Erreurs fréquentes lors du calcul d’un filtre passe bas LC 30 MHz

  • Confondre fréquence de coupure à -3 dB et fréquence où l’atténuation devient visuellement forte.
  • Utiliser les formules sans respecter l’impédance de référence du système.
  • Employer des composants de technologie inadaptée à la RF.
  • Négliger les longueurs de pistes, surtout la liaison des condensateurs à la masse.
  • Mesurer le filtre sans adaptation correcte, ce qui fausse la réponse apparente.
  • Choisir un ordre trop élevé sans tenir compte des pertes et des tolérances cumulées.

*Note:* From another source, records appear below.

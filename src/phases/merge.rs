//! Phase 3: Merge pass.
//!
//! Merges every generator's desired-state map into one, failing with
//! `Error::ConflictingGenerators` if two generators produced state for the
//! same path.

use crate::error::Result;
use crate::filesystem::FileSystemMap;
use crate::state::StateWithChangeReason;

pub fn execute(
    per_generator: Vec<(String, FileSystemMap<StateWithChangeReason>)>,
) -> Result<FileSystemMap<StateWithChangeReason>> {
    FileSystemMap::merge(per_generator)
}
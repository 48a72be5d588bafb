//! Implementation of the 6 phases of a Plan/Apply run (`spec.md` §4.6):
//!
//! 1. Setup pass over sync entries in registry order.
//! 2. Run pass, collecting each generator's desired-state contribution.
//! 3. Merge pass (`SystemMerge`), failing on path collisions.
//! 4. Load pass: actual on-disk state for exactly the desired path union.
//! 5. Compute-diff pass.
//! 6. Apply pass (only for `apply`, not `plan`) — see `apply::Applier`.
//!
//! Mirrors the teacher's `phases/` directory-per-phase layout and its
//! `orchestrator.rs` sequential-call shape, with entirely new semantics.

pub mod apply;
pub mod compute_diff;
pub mod load;
pub mod merge;
pub mod orchestrator;
pub mod run;
pub mod setup;

pub use apply::Applier;
pub use orchestrator::Planner;
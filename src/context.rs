//! # RunContext
//!
//! The immutable handle threaded through a single Plan or Apply invocation:
//! the parsed root config, the registry of generators, the destination
//! root, and a cooperative cancellation flag.
//!
//! Grounded on `original_source/sharedapi/syncer/syncrun.go`'s `SyncRun`
//! struct. The teacher's codebase and the rest of the retrieval pack carry
//! no async runtime for a single-threaded batch tool, so cancellation is
//! expressed as a shared `AtomicBool` checked between generator invocations
//! rather than a `CancellationToken` crate (`spec.md` §6).

use std::path::{Path as StdPath, PathBuf};
use std::sync::atomic::{AtomicBool, Ordering};
use std::sync::Arc;

use crate::config::RootConfig;
use crate::error::{Error, Result};
use crate::registry::Registry;

/// Shared, cloneable handle that lets any caller request cancellation of an
/// in-progress Plan/Apply.
#[derive(Clone, Default)]
pub struct CancellationFlag(Arc<AtomicBool>);

impl CancellationFlag {
    pub fn new() -> Self {
        CancellationFlag(Arc::new(AtomicBool::new(false)))
    }

    pub fn cancel(&self) {
        self.0.store(true, Ordering::SeqCst);
    }

    pub fn is_cancelled(&self) -> bool {
        self.0.load(Ordering::SeqCst)
    }

    /// Returns `Error::Cancelled` if cancellation has been requested.
    pub fn check(&self) -> Result<()> {
        if self.is_cancelled() {
            Err(Error::Cancelled)
        } else {
            Ok(())
        }
    }
}

/// The immutable context passed to every generator invocation in a run.
///
/// `run_config` is the opaque subtree of the sync entry currently being run
/// -- `Value::Null` on the top-level context built before Run, and scoped
/// to one entry via `for_run_config` for the duration of that entry's
/// `Generator::run` call. A generator kind shared by several sync entries
/// (e.g. two `staticfile` entries) sees a different `run_config` each time
/// despite being the same registered instance.
pub struct RunContext {
    pub root_config: RootConfig,
    pub registry: Arc<Registry>,
    pub destination_root: PathBuf,
    pub cancellation: CancellationFlag,
    pub run_config: serde_yaml::Value,
}

impl RunContext {
    pub fn new(
        root_config: RootConfig,
        registry: Arc<Registry>,
        destination_root: impl Into<PathBuf>,
    ) -> Self {
        RunContext {
            root_config,
            registry,
            destination_root: destination_root.into(),
            cancellation: CancellationFlag::new(),
            run_config: serde_yaml::Value::Null,
        }
    }

    pub fn destination_root(&self) -> &StdPath {
        &self.destination_root
    }

    /// Clones this context with `run_config` scoped to one sync entry,
    /// sharing the same registry and cancellation flag. The Run phase
    /// calls this once per entry in `root_config.syncs`.
    pub fn for_run_config(&self, run_config: serde_yaml::Value) -> RunContext {
        RunContext {
            root_config: self.root_config.clone(),
            registry: Arc::clone(&self.registry),
            destination_root: self.destination_root.clone(),
            cancellation: self.cancellation.clone(),
            run_config,
        }
    }
}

Méthode recommandée de validation

Après le calcul initial, la meilleure pratique consiste à suivre une démarche en quatre temps. D’abord, calcul analytique des valeurs idéales. Ensuite, simulation avec modèles réels des composants. Puis réalisation d’un prototype compact avec plan de masse solide. Enfin, mesure de S21 et de S11 avec un instrument correctement calibré. Cette séquence réduit fortement les surprises entre théorie et résultat concret.

Pour les ingénieurs et techniciens travaillant autour de 30 MHz, la maîtrise de la métrologie est aussi importante que le calcul lui même. Une mauvaise calibration, un câble de qualité médiocre ou des transitions SMA mal conçues peuvent dégrader la courbe et faire croire à un problème de dimensionnement alors que la cause est purement mécanique ou instrumentale.

Ressources institutionnelles utiles

Pour approfondir les bases des réseaux, de la mesure RF et de l’électromagnétisme appliqué aux filtres, vous pouvez consulter des ressources de référence :

  • MIT OpenCourseWare pour des cours de circuits, RF et traitement du signal.
  • NIST pour les références de mesure, traçabilité et bonnes pratiques métrologiques.
  • UC Berkeley EECS pour des supports académiques en électronique et théorie des réseaux.

Conclusion pratique

Le calcul d’un filtre Butterworth passe bas LC à 30 MHz est simple en apparence mais demande de la rigueur si l’on veut un résultat réellement performant. Le choix de l’ordre, l’impédance de référence, la topologie, la qualité des composants et la disposition physique sont tous déterminants. Le calculateur fourni sur cette page vous permet d’obtenir immédiatement les valeurs théoriques et d’observer la réponse fréquentielle idéale. C’est une base solide pour démarrer un design RF propre, en particulier en 50 ohms, avant d’entrer dans la phase de simulation avancée et de validation instrumentale.

Si votre objectif est un filtre fiable pour 30 MHz, retenez ceci : commencez par un ordre raisonnable, choisissez des condensateurs C0G/NP0 et des inductances RF de bonne qualité, gardez les pistes courtes, prévoyez un excellent retour de masse, puis mesurez. En RF, un bon calcul n’est pas seulement une formule correcte, c’est une conception complète allant du prototype mathématique jusqu’au circuit imprimé final.